Abstract

Alcohol Use Disorder (AUD) is a significant public health concern and people with AUD are more likely to develop severe acute respiratory distress syndrome (ARDS) in response to respiratory infections. To examine whether AUD was a risk factor for more severe outcome in response to SARS-CoV-2 infection, we examined early responses to infection using cultured differentiated bronchial epithelial cells derived from brushings obtained from people with AUD or without AUD. RNA-seq analysis of uninfected cells determined that AUD cells were enriched for expression of epidermal genes as compared to non-AUD cells. Bronchial epithelial cells from AUD patients showed a significant decrease in barrier function 72 h post infection, as determined by transepithelial electrical resistance. In contrast, barrier function of non-AUD cells was enhanced 72 h after SARS-CoV-2 infection.

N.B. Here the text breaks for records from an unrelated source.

#![cfg_attr(feature = "fail-on-warnings", deny(warnings))]
#![warn(clippy::all, clippy::pedantic, clippy::nursery, clippy::cargo)]
#![allow(clippy::multiple_crate_versions)]

//! Tiled spatial join of rooftops against survey-area boundaries.
//!
//! Rooftop data arrives pre-partitioned into per-cell tile files; the
//! boundaries of interest arrive as a [`BoundarySet`]. [`match_one`]
//! joins a single tile: rooftop footprints are reduced to centroids and
//! a centroid matches a boundary iff it lies strictly within the
//! boundary polygon. [`match_all`] drives the coverage solver to find
//! every tile the boundaries need, fails fast if any required tile file
//! is absent, and concatenates the per-tile joins. Both operations are
//! read-only against the tile directory.

pub mod dataset;
mod join;
pub mod tile;

use std::collections::BTreeSet;
use std::path::PathBuf;
use std::sync::Arc;

use geo::{Centroid, Intersects};
use rooftop_survey_boundaries::BoundarySet;
use rooftop_survey_cells::{CellId, Level};
use rooftop_survey_coverage::{
    CoverageError, CoverageOptions, CoverageProgress, DEFAULT_MAX_ROUNDS, covering_cells,
};
use thiserror::Error;

pub use crate::dataset::{MatchedDataset, RooftopRecord};
pub use crate::tile::{Rooftop, TileStore};

/// Number of missing cell IDs shown before truncating the list.
const MISSING_TILES_DISPLAY_LIMIT: usize = 10;

/// Errors that can occur during tile matching.
#[derive(Debug, Error)]
pub enum MatchError {
    /// Coverage computation failed (bad CRS or no convergence).
    #[error("coverage error: {0}")]
    Coverage(#[from] CoverageError),

    /// A single required tile file is absent.
    #[error("missing tile file for cell {cell}: {}", .path.display())]
    MissingTileFile {
        /// Cell whose tile file is missing.
        cell: CellId,
        /// Path that was expected.
        path: PathBuf,
    },

    /// The fail-fast precondition of [`match_all`]: at least one
    /// required cell has no tile file. Carries every missing ID so the
    /// caller can fetch them.
    #[error("{} required tile file(s) missing: {}", .missing.len(), format_missing(.missing))]
    MissingTiles {
        /// Cells with no corresponding tile file.
        missing: Vec<CellId>,
    },

    /// Reading a tile file failed for a reason other than absence.
    #[error("I/O error reading tile {}: {source}", .path.display())]
    TileIo {
        /// Tile file path.
        path: PathBuf,
        /// Underlying I/O error.
        #[source]
        source: std::io::Error,
    },

    /// A tile file is not valid `GeoJSON`.
    #[error("failed to parse tile {}: {source}", .path.display())]
    TileParse {
        /// Tile file path.
        path: PathBuf,
        /// Underlying parse error.
        #[source]
        source: geojson::Error,
    },

    /// A tile file parsed but is not the expected shape.
    #[error("unexpected tile format in {}: {message}", .path.display())]
    TileFormat {
        /// Tile file path.
        path: PathBuf,
        /// Description of what went wrong.
        message: String,
    },
}

fn format_missing(missing: &[CellId]) -> String {
    let shown: Vec<String> = missing
        .iter()
        .take(MISSING_TILES_DISPLAY_LIMIT)
        .map(CellId::to_string)
        .collect();
    if missing.len() > MISSING_TILES_DISPLAY_LIMIT {
        format!(
            "{}, ... ({} more)",
            shown.join(", "),
            missing.len() - MISSING_TILES_DISPLAY_LIMIT
        )
    } else {
        shown.join(", ")
    }
}

/// Options for [`match_all`].
#[derive(Debug, Clone)]
pub struct MatchOptions {
    /// S2 level the tile store was produced at.
    pub level: Level,
    /// Round bound forwarded to the coverage solver.
    pub max_rounds: usize,
    /// Forwarded to [`CoverageOptions::dedupe_cells`].
    pub dedupe_cells: bool,
    /// Keep only the first matching boundary per rooftop. Defaults to
    /// `false`: a centroid within two overlapping boundaries is emitted
    /// as two rows.
    pub dedupe_matches: bool,
}

impl MatchOptions {
    #[must_use]
    pub const fn new(level: Level) -> Self {
        Self {
            level,
            max_rounds: DEFAULT_MAX_ROUNDS,
            dedupe_cells: false,
            dedupe_matches: false,
        }
    }

    const fn coverage_options(&self) -> CoverageOptions {
        CoverageOptions {
            level: self.level,
            max_rounds: self.max_rounds,
            dedupe_cells: self.dedupe_cells,
        }
    }
}

/// Joins the rooftops of one tile cell against `boundaries`.
///
/// Loads the cell's tile file, reduces every footprint to its centroid,
/// pre-filters `boundaries` to those intersecting the cell polygon (a
/// performance shortcut, not a correctness requirement), then emits one
/// row per (rooftop, containing boundary) pair. Rooftops inside no
/// boundary are dropped; rooftops inside several produce several rows
/// unless `dedupe_matches` keeps only the first.
///
/// # Errors
///
/// Returns [`MatchError::MissingTileFile`] if the tile file is absent,
/// or a tile read/parse error.
pub fn match_one(
    store: &TileStore,
    cell: CellId,
    boundaries: &BoundarySet,
    dedupe_matches: bool,
) -> Result<MatchedDataset, MatchError> {
    let rooftops = store.load(cell)?;

    // Shrink the join's right-hand side to boundaries that can possibly
    // contain a centroid from this cell.
    let cell_polygon = cell.polygon();
    let candidates: Vec<_> = boundaries
        .iter()
        .filter(|boundary| boundary.geometry.intersects(&cell_polygon))
        .collect();
    let index = join::BoundaryIndex::build(candidates.iter().copied());

    let mut matched = MatchedDataset::new();
    for rooftop in rooftops {
        let Some(centroid) = rooftop.geometry.centroid() else {
            log::warn!("Skipping rooftop with empty geometry in cell {cell}");
            continue;
        };
        for entry in index.containing(centroid) {
            matched.records.push(RooftopRecord {
                centroid,
                cell,
                attributes: rooftop.attributes.clone(),
                boundary_attributes: entry.attributes.clone(),
            });
            if dedupe_matches {
                break;
            }
        }
    }

    log::debug!(
        "Cell {cell}: {} rooftop(s) matched against {} candidate boundary(ies)",
        matched.len(),
        candidates.len()
    );
    Ok(matched)
}

/// Joins every tile the given boundaries require.
///
/// Runs the coverage solver at `options.level`, verifies that a tile
/// file exists for every required cell **before any join work begins**
/// (so the caller gets either a fully-computed result or a fatal
/// [`MatchError::MissingTiles`], never a silently partial one), then
/// concatenates the non-empty [`match_one`] results in cell-processing
/// order. Returns an empty dataset when no cell yields a match.
///
/// # Errors
///
/// Returns [`MatchError::Coverage`] on CRS or convergence failures and
/// [`MatchError::MissingTiles`] when required tile files are absent.
pub fn match_all(
    store: &TileStore,
    boundaries: &BoundarySet,
    options: &MatchOptions,
    progress: &Arc<dyn CoverageProgress>,
) -> Result<MatchedDataset, MatchError> {
    let required = covering_cells(boundaries, &options.coverage_options(), progress)?;

    // The coverage list can repeat a cell across rounds; each tile is
    // checked and joined once.
    let mut seen = BTreeSet::new();
    let unique: Vec<CellId> = required
        .iter()
        .copied()
        .filter(|cell| seen.insert(*cell))
        .collect();
    log::info!(
        "{} tile cell(s) required to cover {} boundary(ies)",
        unique.len(),
        boundaries.len()
    );

    let missing: Vec<CellId> = unique
        .iter()
        .copied()
        .filter(|&cell| !store.has_tile(cell))
        .collect();
    if !missing.is_empty() {
        return Err(MatchError::MissingTiles { missing });
    }

    let mut matched = MatchedDataset::new();
    for cell in unique {
        let tile_matches = match_one(store, cell, boundaries, options.dedupe_matches)?;
        if tile_matches.is_empty() {
            log::debug!("Cell {cell}: no matches, skipping");
            continue;
        }
        matched.extend(tile_matches);
    }

    log::info!("Matched {} rooftop(s) in total", matched.len());
    Ok(matched)
}
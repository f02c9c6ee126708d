//! Google Maps link generation for survey points.

use geo::Point;

/// URL showing a single point on Google Maps.
#[must_use]
pub fn map_link(point: &Point<f64>) -> String {
    format!("https://www.google.com/maps?q={},{}", point.y(), point.x())
}

/// URL with directions from `origin` to `road`, or a plain map link for
/// `origin` when no road point is available.
#[must_use]
pub fn directions_link(origin: &Point<f64>, road: Option<&Point<f64>>) -> String {
    road.map_or_else(
        || map_link(origin),
        |road| {
            format!(
                "https://www.google.com/maps/dir/{},{}/{},{}",
                origin.y(),
                origin.x(),
                road.y(),
                road.x()
            )
        },
    )
}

AUD cells showed claudin-7 that did not colocalize with zonula occludens-1, indicative of disorganized tight junctions. However, both AUD and non-AUD cells showed decreased β-catenin expression following SARS-CoV-2 infection. To determine the impact of AUD on the inflammatory response to SARS-CoV-2 infection, cytokine secretion was measured by multiplex analysis. SARS-CoV-2-infected AUD bronchial cells had enhanced secretion of multiple pro-inflammatory cytokines including TNFα, IL-1β, and IFNγ as opposed to non-AUD cells. In contrast, secretion of the barrier-protective cytokines EGF and GM-CSF was enhanced for non-AUD bronchial cells. Taken together, these data support the hypothesis that AUD is a risk factor for COVID-19, where alcohol primes airway epithelial cells for increased inflammation and barrier dysfunction in response to infection by SARS-CoV-2.